_What is required_: Filter the listing for lines containing "Option".

····················

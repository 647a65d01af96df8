//! Configuration system for MapColor.
//!
//! Load solver configuration from TOML or YAML files to control the default
//! strategy, variable ordering, palette synthesis and search budgets without
//! code changes.
//!
//! # Examples
//!
//! Load configuration from TOML string:
//!
//! ```
//! use mapcolor_config::SolverConfig;
//! use mapcolor_core::{RegionOrder, StrategyKind};
//! use std::time::Duration;
//!
//! let config = SolverConfig::from_toml_str(r#"
//!     default_strategy = "forward_checking"
//!     region_order = "degree_descending"
//!
//!     [palette]
//!     default_max_colors = 4
//!
//!     [termination]
//!     step_count_limit = 50000
//!     seconds_spent_limit = 2
//! "#).unwrap();
//!
//! assert_eq!(config.default_strategy, StrategyKind::ForwardChecking);
//! assert_eq!(config.region_order, RegionOrder::DegreeDescending);
//! assert_eq!(config.palette.default_max_colors, 4);
//! assert_eq!(config.time_limit(), Some(Duration::from_secs(2)));
//! ```
//!
//! Use default config when file is missing:
//!
//! ```
//! use mapcolor_config::SolverConfig;
//!
//! let config = SolverConfig::load("mapcolor.toml").unwrap_or_default();
//! // Proceeds with defaults if file doesn't exist
//! ```

use std::path::Path;
use std::time::Duration;

use mapcolor_core::{
    Color, Palette, RegionOrder, StrategyKind, DEFAULT_LABEL_PREFIX, DEFAULT_MAX_COLORS,
};
use serde::{Deserialize, Serialize};
use thiserror::Error;

/// Configuration error
#[derive(Debug, Error)]
pub enum ConfigError {
    #[error("IO error: {0}")]
    Io(#[from] std::io::Error),

    #[error("TOML parse error: {0}")]
    Toml(#[from] toml::de::Error),

    #[error("YAML parse error: {0}")]
    Yaml(#[from] serde_yaml::Error),

    #[error("Invalid configuration: {0}")]
    Invalid(String),
}

/// Main solver configuration.
#[derive(Debug, Clone, Default, Deserialize, Serialize)]
#[serde(rename_all = "snake_case")]
pub struct SolverConfig {
    /// Strategy used when the caller names none.
    #[serde(default)]
    pub default_strategy: StrategyKind,

    /// Variable ordering for backtracking and forward checking.
    #[serde(default)]
    pub region_order: RegionOrder,

    /// Palette synthesis settings.
    #[serde(default)]
    pub palette: PaletteConfig,

    /// Search budget.
    #[serde(default)]
    pub termination: Option<TerminationConfig>,
}

impl SolverConfig {
    /// Creates a new default configuration.
    pub fn new() -> Self {
        Self::default()
    }

    /// Loads configuration from a TOML file.
    ///
    /// # Errors
    ///
    /// Returns error if file doesn't exist, contains invalid TOML, or
    /// fails [`validate`](Self::validate).
    pub fn load(path: impl AsRef<Path>) -> Result<Self, ConfigError> {
        Self::from_toml_file(path)
    }

    /// Loads configuration from a TOML file.
    pub fn from_toml_file(path: impl AsRef<Path>) -> Result<Self, ConfigError> {
        let contents = std::fs::read_to_string(path)?;
        Self::from_toml_str(&contents)
    }

    /// Parses configuration from a TOML string.
    pub fn from_toml_str(s: &str) -> Result<Self, ConfigError> {
        let config: Self = toml::from_str(s)?;
        config.validate()?;
        Ok(config)
    }

    /// Loads configuration from a YAML file.
    pub fn from_yaml_file(path: impl AsRef<Path>) -> Result<Self, ConfigError> {
        let contents = std::fs::read_to_string(path)?;
        Self::from_yaml_str(&contents)
    }

    /// Parses configuration from a YAML string.
    pub fn from_yaml_str(s: &str) -> Result<Self, ConfigError> {
        let config: Self = serde_yaml::from_str(s)?;
        config.validate()?;
        Ok(config)
    }

    /// Rejects settings that cannot drive a search.
    pub fn validate(&self) -> Result<(), ConfigError> {
        if let Some(termination) = &self.termination {
            if termination.step_count_limit == Some(0) {
                return Err(ConfigError::Invalid(
                    "step_count_limit must be greater than zero".to_string(),
                ));
            }
        }
        if self.palette.default_max_colors > self.palette.max_colors_limit {
            return Err(ConfigError::Invalid(format!(
                "palette default_max_colors {} exceeds max_colors_limit {}",
                self.palette.default_max_colors, self.palette.max_colors_limit
            )));
        }
        if self.palette.label_prefix.chars().any(char::is_whitespace) {
            return Err(ConfigError::Invalid(format!(
                "palette label_prefix '{}' contains whitespace",
                self.palette.label_prefix
            )));
        }
        Ok(())
    }

    /// Sets the default strategy.
    pub fn with_default_strategy(mut self, strategy: StrategyKind) -> Self {
        self.default_strategy = strategy;
        self
    }

    /// Sets the variable ordering.
    pub fn with_region_order(mut self, order: RegionOrder) -> Self {
        self.region_order = order;
        self
    }

    /// Sets the step budget.
    pub fn with_step_count_limit(mut self, limit: u64) -> Self {
        self.termination = Some(TerminationConfig {
            step_count_limit: Some(limit),
            ..self.termination.unwrap_or_default()
        });
        self
    }

    /// Sets the termination time limit.
    pub fn with_termination_seconds(mut self, seconds: u64) -> Self {
        self.termination = Some(TerminationConfig {
            seconds_spent_limit: Some(seconds),
            ..self.termination.unwrap_or_default()
        });
        self
    }

    /// Sets the termination time limit in milliseconds.
    pub fn with_termination_millis(mut self, millis: u64) -> Self {
        self.termination = Some(TerminationConfig {
            millis_spent_limit: Some(millis),
            ..self.termination.unwrap_or_default()
        });
        self
    }

    /// Returns the termination time limit, if configured.
    ///
    /// Convenience method that delegates to `termination.time_limit()`.
    pub fn time_limit(&self) -> Option<Duration> {
        self.termination.as_ref().and_then(|t| t.time_limit())
    }

    /// Returns the step budget, if configured.
    pub fn step_count_limit(&self) -> Option<u64> {
        self.termination.as_ref().and_then(|t| t.step_count_limit)
    }

    /// Resolves a request palette with the configured defaults.
    ///
    /// ```
    /// use mapcolor_config::SolverConfig;
    ///
    /// let config = SolverConfig::default();
    /// assert_eq!(config.resolve_palette(None, None).colors(), ["color0", "color1", "color2"]);
    /// ```
    pub fn resolve_palette(&self, colors: Option<Vec<Color>>, max_colors: Option<usize>) -> Palette {
        Palette::resolve(
            colors,
            max_colors,
            self.palette.default_max_colors,
            &self.palette.label_prefix,
        )
    }
}

/// Default cap on synthesized palette sizes.
pub const DEFAULT_MAX_COLORS_LIMIT: usize = 1024;

/// Palette synthesis configuration.
#[derive(Debug, Clone, PartialEq, Eq, Deserialize, Serialize)]
#[serde(default, rename_all = "snake_case")]
pub struct PaletteConfig {
    /// Colors synthesized when a request carries neither colors nor a count.
    pub default_max_colors: usize,

    /// Largest `max_colors` a request may ask to synthesize.
    pub max_colors_limit: usize,

    /// Prefix of synthesized labels.
    pub label_prefix: String,
}

impl Default for PaletteConfig {
    fn default() -> Self {
        Self {
            default_max_colors: DEFAULT_MAX_COLORS,
            max_colors_limit: DEFAULT_MAX_COLORS_LIMIT,
            label_prefix: DEFAULT_LABEL_PREFIX.to_string(),
        }
    }
}

/// Termination configuration.
#[derive(Debug, Clone, Default, PartialEq, Eq, Deserialize, Serialize)]
#[serde(rename_all = "snake_case")]
pub struct TerminationConfig {
    /// Maximum number of recorded steps.
    pub step_count_limit: Option<u64>,

    /// Maximum seconds to spend solving.
    pub seconds_spent_limit: Option<u64>,

    /// Additional milliseconds to spend solving.
    pub millis_spent_limit: Option<u64>,
}

impl TerminationConfig {
    /// Returns the time limit as a Duration, if any.
    pub fn time_limit(&self) -> Option<Duration> {
        let limit = Duration::from_secs(self.seconds_spent_limit.unwrap_or(0))
            .saturating_add(Duration::from_millis(self.millis_spent_limit.unwrap_or(0)));
        if limit.is_zero() {
            None
        } else {
            Some(limit)
        }
    }
}

#[cfg(test)]
mod tests;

····················

_Exercise result_:
    pub termination: Option<TerminationConfig>,
    pub fn time_limit(&self) -> Option<Duration> {
    pub fn step_count_limit(&self) -> Option<u64> {
    pub fn resolve_palette(&self, colors: Option<Vec<Color>>, max_colors: Option<usize>) -> Palette {
    pub step_count_limit: Option<u64>,
    pub seconds_spent_limit: Option<u64>,
    pub millis_spent_limit: Option<u64>,
    pub fn time_limit(&self) -> Option<Duration> {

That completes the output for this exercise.